Here is a typical 5-minute indraday TRIN line. Judging by the value most of the day, it's safe to say it was a weak day for the market. But the TRIN's uptrend was broken 2 hours before the close, and then another support line was broken 1 hour before the close. Let's see what happened to the S&P 500 during this day.
As expected the market opened and immediately fell; it spent a majority of the day deep in the red. But when the TRIN topped out around 12:00, the market bottomed. Then when the TRIN broke support around 14:00, the market broke resistance and started to pick up some momentum. New lows for the TRIN was mirrored by new highs for the market.
But as we stated...this is a short term day trader's indicator that should be used with the intraday A/D Line to help determine intraday activity.

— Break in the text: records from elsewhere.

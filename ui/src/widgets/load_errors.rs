use authadmin_business::LoadError;
use egui::Ui;

use crate::utils::colors::COLOR_RED;

/// One line per failed fetch.
pub fn load_errors(errors: &[LoadError], ui: &mut Ui) {
    for error in errors {
        ui.colored_label(COLOR_RED, error.to_string());
    }
}
//! In-memory [`PaginationDataService`] that can be snapshotted for persistence.

use std::collections::BTreeMap;
use std::sync::{Mutex, MutexGuard, PoisonError};

use log::debug;

use crate::services::{PaginationData, PaginationDataService, ViewType};

pub type PaginationSnapshot = BTreeMap<String, PaginationData>;

#[derive(Debug, Default)]
pub struct InMemoryPaginationDataService {
    pages: Mutex<PaginationSnapshot>,
}

impl InMemoryPaginationDataService {
    pub fn new() -> Self {
        Self::default()
    }

    /// Start from previously persisted state.
    pub fn restore(pages: PaginationSnapshot) -> Self {
        Self {
            pages: Mutex::new(pages),
        }
    }

    pub fn snapshot(&self) -> PaginationSnapshot {
        self.lock().clone()
    }

    fn lock(&self) -> MutexGuard<'_, PaginationSnapshot> {
        self.pages.lock().unwrap_or_else(PoisonError::into_inner)
    }

    fn with_page<R>(&self, page_name: &str, f: impl FnOnce(&mut PaginationData) -> R) -> R {
        let mut pages = self.lock();
        f(pages.entry(page_name.to_owned()).or_default())
    }

    fn read_page<R>(&self, page_name: &str, f: impl FnOnce(Option<&PaginationData>) -> R) -> R {
        let pages = self.lock();
        f(pages.get(page_name))
    }
}

impl PaginationDataService for InMemoryPaginationDataService {
    fn pagination_data(&self, page_name: &str) -> PaginationData {
        self.with_page(page_name, |page| page.clone())
    }

    fn set_rows_per_page_options(&self, page_name: &str, options: &[&str]) {
        self.with_page(page_name, |page| {
            page.rows_per_page_options = options.iter().map(|o| (*o).to_owned()).collect();
        });
    }

    fn set_rows_per_page(&self, page_name: &str, rows_per_page: usize) {
        debug!("{page_name}: {rows_per_page} rows per page");
        self.with_page(page_name, |page| page.rows_per_page = rows_per_page.max(1));
    }

    fn current_page(&self, page_name: &str, tab: Option<&str>) -> Option<usize> {
        self.read_page(page_name, |page| {
            let page = page?;
            match tab {
                Some(tab) => page.tab_pages.get(tab).copied(),
                None => page.current_page,
            }
        })
    }

    fn set_current_page(&self, page_name: &str, tab: Option<&str>, current: usize) {
        debug!("{page_name}: page {current} (tab {tab:?})");
        self.with_page(page_name, |page| match tab {
            Some(tab) => {
                page.tab_pages.insert(tab.to_owned(), current);
            }
            None => page.current_page = Some(current),
        });
    }

    fn filter(&self, page_name: &str) -> String {
        self.read_page(page_name, |page| {
            page.map(|page| page.filter.clone()).unwrap_or_default()
        })
    }

    fn set_filter(&self, page_name: &str, filter: &str) {
        self.with_page(page_name, |page| filter.clone_into(&mut page.filter));
    }

    fn view_type(&self, page_name: &str) -> ViewType {
        self.read_page(page_name, |page| {
            page.map(|page| page.view_type).unwrap_or_default()
        })
    }

    fn set_view_type(&self, page_name: &str, view_type: ViewType) {
        debug!("{page_name}: view type {view_type:?}");
        self.with_page(page_name, |page| page.view_type = view_type);
    }

    fn sort(&self, page_name: &str, sort: &str) {
        debug!("{page_name}: sort {sort}");
        self.with_page(page_name, |page| page.sort = Some(sort.to_owned()));
    }
}
//! Shared color constants for the UI.

use egui::Color32;

/// Forest green for enabled accounts.
pub const COLOR_GREEN: Color32 = Color32::from_rgb(34, 139, 34);

/// Red for disabled accounts and load failures.
pub const COLOR_RED: Color32 = Color32::from_rgb(220, 53, 69);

The longer term indication given by the TRIN is associated with consistantly high readings. More specifically, if
the TRIN closes above 2.0 for 3 consecutive days, history says the market will move up. That doesn't mean it will rally hard; it just means over time, a reading that high for 3 days has resulted in a very solid bounce. Here's an example.
In Nov '02 the TRIN closed 3 consecutive days above 2.0.
The S&P 500 proceeded to bounce 65 points over the following three weeks.
Again, this indicator rarely presents itself...maybe once or twice/year. But when it does, its accuracy is dead on.